Since I retired from the Practice 10 years ago the concept of a patient having their own Doctor for decades or generations has largely gone. What I have tried to do is to explain the changes and why they happened and to do it through the people I lived along side and cared for. They were sometimes hard work, sometimes irritating, often chaotic and occasionally terribly funny. But in the end they were my patients and I was their Doctor.

Whilst trying to get it published I realised that having been a medical student in the 1960s and a junior doctor in the 1970s there was another tale to be told. I called the first part ‘I was not a good medical student’ and the second part ‘Blunt but Good’

The result was a trilogy starting with a young man having lost his mother at age 11 wanted to make a difference. It plots the course from an 18 year old who had discovered the freedom of being a student away from home, the years at medical school, through the truly hard time of being a junior doctor in the 1970s to being a successful Family Doctor and GP Trainer. After 48 years of work and at least 300,000 patients (seen face to face!) later it was mission accomplished.

The final book is called Mission Accomplished and is available by googling Amazon or Author House Bookstore and searching for Charles Rees or Mission Accomplished. There are 247 pages of pithy, easy to read dialogue which may jog your own memories of the past and certainly some things you never knew about East Dorset!
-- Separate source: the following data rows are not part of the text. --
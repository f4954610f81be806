use crate::errors::DomainError;
use chrono::NaiveDate;
use serde::de::DeserializeOwned;
use serde::{Deserialize, Serialize};
use serde_json::{Map, Value};
use std::fmt;

/// フィールド名 → 値 のマッピング（GraphQL の input と同じ形）
pub type FieldMap = Map<String, Value>;

/// サーバー側で設定されるフィールド（クライアントからは書き込み不可）
pub const SYSTEM_FIELDS: &[&str] = &["id", "createdAt", "updatedAt", "owner"];

/// レコードID
/// 作成時にリモートAPIが採番し、以後は変更されない
#[derive(Debug, Clone, PartialEq, Eq, Hash, PartialOrd, Ord, Serialize, Deserialize)]
#[serde(transparent)]
pub struct RecordId(String);

impl RecordId {
    /// 新しいレコードIDを生成（フェイクAPI・テスト用）
    pub fn new() -> Self {
        Self(ulid::Ulid::new().to_string())
    }

    /// 文字列からレコードIDを作成
    pub fn from_string(id: impl Into<String>) -> Result<Self, DomainError> {
        let id = id.into();
        if id.trim().is_empty() {
            return Err(DomainError::InvalidRecordId(
                "Record ID cannot be empty".to_string(),
            ));
        }
        Ok(Self(id))
    }

    pub fn as_str(&self) -> &str {
        &self.0
    }
}

impl Default for RecordId {
    fn default() -> Self {
        Self::new()
    }
}

impl fmt::Display for RecordId {
    fn fmt(&self, f: &mut fmt::Formatter<'_>) -> fmt::Result {
        write!(f, "{}", self.0)
    }
}

/// 画像キー
/// ストレージ上のパスからプレフィックスを除いた不透明な文字列
#[derive(Debug, Clone, PartialEq, Eq, Hash, Serialize, Deserialize)]
#[serde(try_from = "String", into = "String")]
pub struct ImageKey(String);

impl ImageKey {
    /// 文字列から画像キーを作成
    /// 既存レコードのキーはアップロード元のファイル名を含むため、空文字以外は受け入れる
    pub fn from_string(key: impl Into<String>) -> Result<Self, DomainError> {
        let key = key.into();
        if key.trim().is_empty() {
            return Err(DomainError::InvalidImageKey(
                "Image key cannot be empty".to_string(),
            ));
        }
        Ok(Self(key))
    }

    /// ストレージのパスに連結しても名前空間の外に出ないキーかどうか
    pub fn is_path_safe(&self) -> bool {
        !self.0.contains('/') && !self.0.contains('\\') && self.0 != "." && self.0 != ".."
    }

    pub fn as_str(&self) -> &str {
        &self.0
    }
}

impl TryFrom<String> for ImageKey {
    type Error = DomainError;

    fn try_from(value: String) -> Result<Self, Self::Error> {
        Self::from_string(value)
    }
}

impl From<ImageKey> for String {
    fn from(key: ImageKey) -> Self {
        key.0
    }
}

impl fmt::Display for ImageKey {
    fn fmt(&self, f: &mut fmt::Formatter<'_>) -> fmt::Result {
        write!(f, "{}", self.0)
    }
}

/// フィールドの値の種類
#[derive(Debug, Clone, Copy, PartialEq, Eq)]
pub enum FieldKind {
    Text,
    Decimal,
    Enum(&'static [&'static str]),
    /// `YYYY-MM-DD`
    Date,
    ImageKey,
}

/// レコード型ごとのフィールド定義
/// GraphQL の選択セットとフォームのバリデーションの両方に使う
#[derive(Debug, Clone, Copy, PartialEq, Eq)]
pub struct FieldSpec {
    pub name: &'static str,
    pub kind: FieldKind,
    pub required: bool,
}

impl FieldSpec {
    pub const fn required(name: &'static str, kind: FieldKind) -> Self {
        Self {
            name,
            kind,
            required: true,
        }
    }

    pub const fn optional(name: &'static str, kind: FieldKind) -> Self {
        Self {
            name,
            kind,
            required: false,
        }
    }

    /// 値をフィールド定義に照らして検証する
    /// エラー時はフォームにそのまま表示できるメッセージを返す
    pub fn check(&self, value: &Value) -> Result<(), String> {
        let blank = match value {
            Value::Null => true,
            Value::String(s) => s.trim().is_empty(),
            _ => false,
        };
        if blank {
            return if self.required {
                Err("The value is required".to_string())
            } else {
                Ok(())
            };
        }

        match (self.kind, value) {
            (FieldKind::Text, Value::String(_)) => Ok(()),
            (FieldKind::Decimal, Value::Number(n)) => match n.as_f64() {
                Some(v) if v.is_finite() => Ok(()),
                _ => Err("The value must be a finite number".to_string()),
            },
            (FieldKind::Enum(allowed), Value::String(s)) => {
                if allowed.contains(&s.as_str()) {
                    Ok(())
                } else {
                    Err(format!("The value must be one of: {}", allowed.join(", ")))
                }
            }
            (FieldKind::Date, Value::String(s)) => NaiveDate::parse_from_str(s, "%Y-%m-%d")
                .map(|_| ())
                .map_err(|_| "The value must be a valid date (YYYY-MM-DD)".to_string()),
            (FieldKind::ImageKey, Value::String(s)) => ImageKey::from_string(s.clone())
                .map(|_| ())
                .map_err(|e| e.to_string()),
            (FieldKind::Decimal, _) => Err("The value must be a number".to_string()),
            _ => Err("The value must be text".to_string()),
        }
    }
}

/// 二値で切り替わるステータス
pub trait RecordStatus:
    Copy + Eq + fmt::Debug + Serialize + DeserializeOwned + Send + Sync + 'static
{
    /// 反対側のステータスを返す（2回適用すると元に戻る）
    fn toggled(self) -> Self;

    fn as_str(&self) -> &'static str;
}

/// 作成時の入力
pub trait RecordInput: Clone + fmt::Debug + Serialize + Send + Sync + 'static {
    /// 必須フィールドが揃っているかを検証
    fn validate(&self) -> Result<(), DomainError>;
}

/// リモートに永続化され、ローカルにキャッシュされるドメインエンティティ
pub trait Record:
    Clone + fmt::Debug + PartialEq + Serialize + DeserializeOwned + Send + Sync + 'static
{
    type Status: RecordStatus;
    type Input: RecordInput;

    /// GraphQL の型名（例: `Task`）
    const TYPE_NAME: &'static str;

    /// 一覧クエリで使う複数形（例: `Tasks`）
    const PLURAL_NAME: &'static str;

    /// クライアントが書き込めるフィールド
    const FIELDS: &'static [FieldSpec];

    fn id(&self) -> &RecordId;

    fn status(&self) -> Self::Status;

    fn image_key(&self) -> Option<&ImageKey> {
        None
    }

    fn field_spec(name: &str) -> Option<&'static FieldSpec> {
        Self::FIELDS.iter().find(|spec| spec.name == name)
    }

    /// GraphQL の選択セットに並べるフィールド名
    fn selection_fields() -> Vec<&'static str> {
        let mut fields = vec!["id"];
        fields.extend(Self::FIELDS.iter().map(|spec| spec.name));
        fields.extend(SYSTEM_FIELDS.iter().skip(1));
        fields
    }
}

/// 部分更新の内容をフィールド定義に照らして検証する
pub fn validate_patch<R: Record>(patch: &FieldMap) -> Result<(), DomainError> {
    for (name, value) in patch {
        if SYSTEM_FIELDS.contains(&name.as_str()) {
            return Err(DomainError::ReadOnlyField(name.clone()));
        }
        let spec = R::field_spec(name).ok_or_else(|| DomainError::UnknownField(name.clone()))?;
        spec.check(value).map_err(|message| DomainError::InvalidField {
            field: name.clone(),
            message,
        })?;
    }
    Ok(())
}

/// ステータスだけを書き換える部分更新を作る
pub fn status_patch<S: RecordStatus>(status: S) -> FieldMap {
    let mut patch = FieldMap::new();
    patch.insert("status".to_string(), Value::String(status.as_str().to_string()));
    patch
}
The comments from my old medical student friends has been gratifying but this is my favourite:  It was a most enjoyable read, in fact quite a page turner. You write well in a conversational style, almost like being entertained over a pint in a pub. There was nothing I found uninteresting, and many stories were fascinating, which merely confirms the notion that the colour of Medicine is not so much in the illnesses that come your way, as the surprising situations in which they do and the impact they have.  I enjoyed it so much, I read it twice.(Retired senior anaesthetist Leeds General Infirmary.) 

About the author

Charles Rees

Charles Rees is a retired GP who spent 38 years in one East Dorset Practice and worked as a doctor in the NHS   for 48 years. He was involved in Training GPs for over 30 years. He was made a Fellow of the Royal College of GPs in 2006.

My wife , Dot has read Charles’ book for a little relaxation whilst undergoing dialysis and the read didn’t cause her a setback. In fact she found it quite enlightening and amusing and she still seems to be improving as far as the dialysis is concerned indicating that the book is a good read.